The first thing we need to do is to understand it from the point of view of our faith in the Lord. Before he chose his first disciples, Jesus went up the mountain all night to pray. He had at the time many followers. He talked to his Father in prayer about whom he would choose to be his Twelve Apostles, the Twelve he would himself form intimately, the Twelve whom he would send out to preach the Good News in his name.

He gave them power to cast out demons. He gave them power to cure the sick. They watched him work countless miracles. They themselves in his name worked countless others.
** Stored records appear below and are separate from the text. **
//! # Driver Commands
//!
//! Driver roster operations. Duty status normally follows trips; the
//! explicit status command exists for suspensions and manual corrections.

use fleet_core::metrics::{
    average_safety_score, driver_status_counts, driver_trip_count, expired_license_count,
    StatusCount,
};
use fleet_core::selectors::available_drivers as available_pool;
use fleet_core::validation::{validate_driver, DriverForm};
use fleet_core::{Capability, Driver, DriverStatus, EntityKind, FleetAction, Permission};
use serde::Serialize;
use tracing::{debug, info};

use super::found;
use crate::error::ApiError;
use crate::state::{authorize, FleetStore};

/// A driver plus the figures the roster shows next to them.
#[derive(Debug, Clone, PartialEq, Serialize)]
#[serde(rename_all = "camelCase")]
pub struct DriverRow {
    #[serde(flatten)]
    pub driver: Driver,
    /// Percent of assigned trips completed.
    pub completion_rate: f64,
    /// Trips on record naming this driver.
    pub trip_count: usize,
    pub license_expired: bool,
}

pub fn list_drivers(store: &FleetStore) -> Vec<DriverRow> {
    debug!("list_drivers command");
    let today = store.today();
    store.with_state(|s| {
        s.drivers
            .iter()
            .map(|d| DriverRow {
                driver: d.clone(),
                completion_rate: d.completion_rate(),
                trip_count: driver_trip_count(s, &d.id),
                license_expired: d.is_license_expired_on(today),
            })
            .collect()
    })
}

/// The roster header: duty counts, expired licenses, average safety score.
#[derive(Debug, Clone, PartialEq, Eq, Serialize)]
#[serde(rename_all = "camelCase")]
pub struct RosterSummary {
    pub total: usize,
    pub status_counts: Vec<StatusCount<DriverStatus>>,
    pub expired_licenses: usize,
    pub average_safety_score: Option<u8>,
}

pub fn driver_summary(store: &FleetStore) -> RosterSummary {
    debug!("driver_summary command");
    let today = store.today();
    store.with_state(|s| RosterSummary {
        total: s.drivers.len(),
        status_counts: driver_status_counts(s),
        expired_licenses: expired_license_count(s, today),
        average_safety_score: average_safety_score(s),
    })
}

/// Drivers a new trip may use (anyone not suspended).
pub fn available_drivers(store: &FleetStore) -> Vec<Driver> {
    debug!("available_drivers command");
    store.with_state(|s| available_pool(s).into_iter().cloned().collect())
}

pub fn get_driver(store: &FleetStore, id: &str) -> Result<Driver, ApiError> {
    debug!(id, "get_driver command");
    store
        .with_state(|s| s.driver(id).cloned())
        .ok_or_else(|| ApiError::not_found("Driver", id))
}

pub fn create_driver(
    store: &FleetStore,
    caps: &impl Capability,
    form: &DriverForm,
) -> Result<Driver, ApiError> {
    debug!(name = %form.name, "create_driver command");
    authorize(caps, Permission::Create, "create_driver")?;

    let driver = store.transact(|state, _| {
        let driver = validate_driver(form)?.into_driver(state.next_id(EntityKind::Driver));
        Ok((FleetAction::AddDriver(driver.clone()), driver))
    })?;

    info!(id = %driver.id, "Driver added");
    Ok(driver)
}

pub fn update_driver(
    store: &FleetStore,
    caps: &impl Capability,
    id: &str,
    form: &DriverForm,
) -> Result<Driver, ApiError> {
    debug!(id, "update_driver command");
    authorize(caps, Permission::Update, "update_driver")?;

    let driver = store.transact(|state, _| {
        let current = found(state.driver(id), "Driver", id)?;
        let patch = validate_driver(form)?.into_patch(id.to_string());
        let updated = patch.merge(current);
        Ok((FleetAction::UpdateDriver(patch), updated))
    })?;

    Ok(driver)
}

/// Removes a driver. Their trips keep the id and render it as absent.
pub fn delete_driver(store: &FleetStore, caps: &impl Capability, id: &str) -> Result<(), ApiError> {
    debug!(id, "delete_driver command");
    authorize(caps, Permission::Delete, "delete_driver")?;

    store.transact(|state, _| {
        found(state.driver(id), "Driver", id)?;
        Ok((FleetAction::DeleteDriver(id.to_string()), ()))
    })?;

    info!(id, "Driver deleted");
    Ok(())
}

pub fn set_driver_status(
    store: &FleetStore,
    caps: &impl Capability,
    id: &str,
    status: DriverStatus,
) -> Result<Driver, ApiError> {
    debug!(id, %status, "set_driver_status command");
    authorize(caps, Permission::Update, "set_driver_status")?;

    let next = store.dispatch(FleetAction::SetDriverStatus {
        id: id.to_string(),
        status,
    })?;
    next.driver(id)
        .cloned()
        .ok_or_else(|| ApiError::not_found("Driver", id))
}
Yet, despite all of that, one of them was a traitor. One who had followed the Lord, who had had his feet washed by the Lord, who had seen him walk on water, raise people from the dead, forgive sinners, betrayed the Lord. The Gospel tells us that he allowed Satan to enter into him and then he sold the Lord for 30 pieces of silver, handing him over by faking a gesture of love. “Judas,” Jesus said to him in the garden of Gethsemane, “Would you betray the Son of Man with a kiss?” Jesus didn’t choose Judas to betray him. He chose him to be like all the others. But Judas was always free, and he used his freedom to allow Satan to enter into him, and he ended up betraying God and getting him crucified and executed.

So right from the first Twelve that Jesus himself chose, one was a terrible traitor. Sometimes God’s chosen ones betray him. That’s a fact that we have to confront. It’s a fact that the early Church confronted. If the scandal caused by Judas were all that the members of the early Church focused on, the Church would have been finished before it even started to grow. Instead, the Church recognized that you don’t judge something by those who don’t live it, but by those who do. Instead of focusing on the one who betrayed, they focused on the other Eleven, on account of whose work, preaching, miracles, love for Christ, we are here today. …

The media almost never focus on the good “Eleven,” the ones whom Jesus has chosen who remain faithful, who live lives of quiet holiness. But we, the Church, must keep the terrible scandal that we’ve witnessed in its true and full perspective.

Scandal is unfortunately nothing new for the Church. There have been many times in the history of the Church when the Church was much worse off than it is now. The history of the Church is like a cosine curve, with ups and downs throughout the centuries. At each of the times when the Church hit its low point, God raised up tremendous saints to bring the Church back to its real mission. It’s almost as if in those times of darkness, the Light of Christ shone ever more brightly. I’d like to focus a little on a couple of saints whom God raised up in these most difficult times, because their wisdom can really guide us during this difficult time.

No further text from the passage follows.